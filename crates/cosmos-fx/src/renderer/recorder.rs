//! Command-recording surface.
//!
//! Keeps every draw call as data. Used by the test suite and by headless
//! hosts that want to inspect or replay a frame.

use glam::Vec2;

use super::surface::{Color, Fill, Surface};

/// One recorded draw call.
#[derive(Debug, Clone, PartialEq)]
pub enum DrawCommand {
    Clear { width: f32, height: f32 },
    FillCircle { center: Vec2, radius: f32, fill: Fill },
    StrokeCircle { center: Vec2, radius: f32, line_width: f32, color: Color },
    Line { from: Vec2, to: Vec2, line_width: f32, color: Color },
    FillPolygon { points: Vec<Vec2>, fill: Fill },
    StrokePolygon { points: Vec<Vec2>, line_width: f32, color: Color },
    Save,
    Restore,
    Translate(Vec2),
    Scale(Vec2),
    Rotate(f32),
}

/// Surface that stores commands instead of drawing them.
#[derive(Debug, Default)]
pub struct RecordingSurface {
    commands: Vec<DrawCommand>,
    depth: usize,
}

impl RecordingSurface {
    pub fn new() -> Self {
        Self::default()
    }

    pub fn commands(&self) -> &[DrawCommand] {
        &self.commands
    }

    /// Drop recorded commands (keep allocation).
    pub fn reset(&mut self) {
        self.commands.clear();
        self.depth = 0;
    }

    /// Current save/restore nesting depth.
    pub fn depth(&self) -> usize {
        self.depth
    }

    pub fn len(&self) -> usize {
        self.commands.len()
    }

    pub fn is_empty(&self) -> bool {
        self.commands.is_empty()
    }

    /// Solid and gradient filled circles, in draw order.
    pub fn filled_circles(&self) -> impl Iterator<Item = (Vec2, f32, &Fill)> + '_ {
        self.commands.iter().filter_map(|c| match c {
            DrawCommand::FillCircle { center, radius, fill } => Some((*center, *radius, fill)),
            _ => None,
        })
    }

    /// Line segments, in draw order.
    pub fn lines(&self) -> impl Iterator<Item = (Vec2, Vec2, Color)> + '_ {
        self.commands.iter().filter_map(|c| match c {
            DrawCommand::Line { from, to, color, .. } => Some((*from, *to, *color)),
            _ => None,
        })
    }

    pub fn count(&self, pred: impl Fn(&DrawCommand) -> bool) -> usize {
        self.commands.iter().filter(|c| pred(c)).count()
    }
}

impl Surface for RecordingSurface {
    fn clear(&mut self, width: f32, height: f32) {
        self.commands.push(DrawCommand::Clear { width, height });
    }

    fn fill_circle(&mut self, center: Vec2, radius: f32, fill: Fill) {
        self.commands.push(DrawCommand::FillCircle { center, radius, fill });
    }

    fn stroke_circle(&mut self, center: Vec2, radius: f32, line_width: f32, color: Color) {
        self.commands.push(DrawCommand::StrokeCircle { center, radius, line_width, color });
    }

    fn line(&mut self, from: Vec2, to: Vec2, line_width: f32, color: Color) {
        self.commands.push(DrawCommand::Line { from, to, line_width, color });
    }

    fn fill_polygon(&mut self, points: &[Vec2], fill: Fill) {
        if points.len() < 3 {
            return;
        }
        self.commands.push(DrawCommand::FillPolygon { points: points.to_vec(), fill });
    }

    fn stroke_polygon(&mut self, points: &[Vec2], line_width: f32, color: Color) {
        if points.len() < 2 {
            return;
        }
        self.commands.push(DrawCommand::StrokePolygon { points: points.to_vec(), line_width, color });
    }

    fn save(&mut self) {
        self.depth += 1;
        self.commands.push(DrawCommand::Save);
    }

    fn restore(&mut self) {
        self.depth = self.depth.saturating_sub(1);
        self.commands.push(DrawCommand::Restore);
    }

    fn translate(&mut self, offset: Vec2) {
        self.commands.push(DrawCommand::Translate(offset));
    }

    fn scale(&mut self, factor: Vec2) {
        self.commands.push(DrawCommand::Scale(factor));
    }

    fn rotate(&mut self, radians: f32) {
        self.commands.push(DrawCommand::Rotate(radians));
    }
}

******************************

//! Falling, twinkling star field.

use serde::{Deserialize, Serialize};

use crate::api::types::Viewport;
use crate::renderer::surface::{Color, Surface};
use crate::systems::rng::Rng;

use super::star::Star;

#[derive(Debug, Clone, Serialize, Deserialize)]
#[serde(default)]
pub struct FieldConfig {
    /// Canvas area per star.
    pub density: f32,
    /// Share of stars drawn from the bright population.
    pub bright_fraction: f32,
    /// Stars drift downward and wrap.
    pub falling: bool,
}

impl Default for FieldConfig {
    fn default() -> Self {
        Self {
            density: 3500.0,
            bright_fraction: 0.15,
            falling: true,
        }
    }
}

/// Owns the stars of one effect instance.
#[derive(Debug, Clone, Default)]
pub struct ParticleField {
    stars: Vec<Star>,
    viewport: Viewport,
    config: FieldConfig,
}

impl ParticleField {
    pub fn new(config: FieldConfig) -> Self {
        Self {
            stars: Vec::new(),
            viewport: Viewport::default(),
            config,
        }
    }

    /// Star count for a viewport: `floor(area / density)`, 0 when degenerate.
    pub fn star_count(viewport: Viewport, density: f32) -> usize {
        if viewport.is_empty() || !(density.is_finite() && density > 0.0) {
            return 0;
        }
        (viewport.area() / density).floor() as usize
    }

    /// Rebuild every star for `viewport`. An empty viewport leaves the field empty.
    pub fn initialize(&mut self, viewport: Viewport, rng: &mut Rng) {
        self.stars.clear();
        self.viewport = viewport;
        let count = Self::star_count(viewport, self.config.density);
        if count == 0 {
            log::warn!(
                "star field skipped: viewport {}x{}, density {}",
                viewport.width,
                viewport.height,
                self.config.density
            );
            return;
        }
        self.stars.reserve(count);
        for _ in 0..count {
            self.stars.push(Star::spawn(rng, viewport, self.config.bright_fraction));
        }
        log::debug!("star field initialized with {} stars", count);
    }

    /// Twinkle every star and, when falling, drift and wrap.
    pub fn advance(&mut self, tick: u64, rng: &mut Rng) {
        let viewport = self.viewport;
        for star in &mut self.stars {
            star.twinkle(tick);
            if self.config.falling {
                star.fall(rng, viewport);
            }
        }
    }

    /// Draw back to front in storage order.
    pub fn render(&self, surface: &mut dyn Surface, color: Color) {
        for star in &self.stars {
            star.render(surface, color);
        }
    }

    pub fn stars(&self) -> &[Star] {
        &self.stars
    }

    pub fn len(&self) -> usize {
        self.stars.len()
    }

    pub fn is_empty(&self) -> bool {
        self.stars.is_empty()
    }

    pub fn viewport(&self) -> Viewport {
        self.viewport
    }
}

******************************

| Task directions |
The word "that" may appear on some lines of these records; state how many such lines there are, and nothing else.

| Reply to the exercise |
2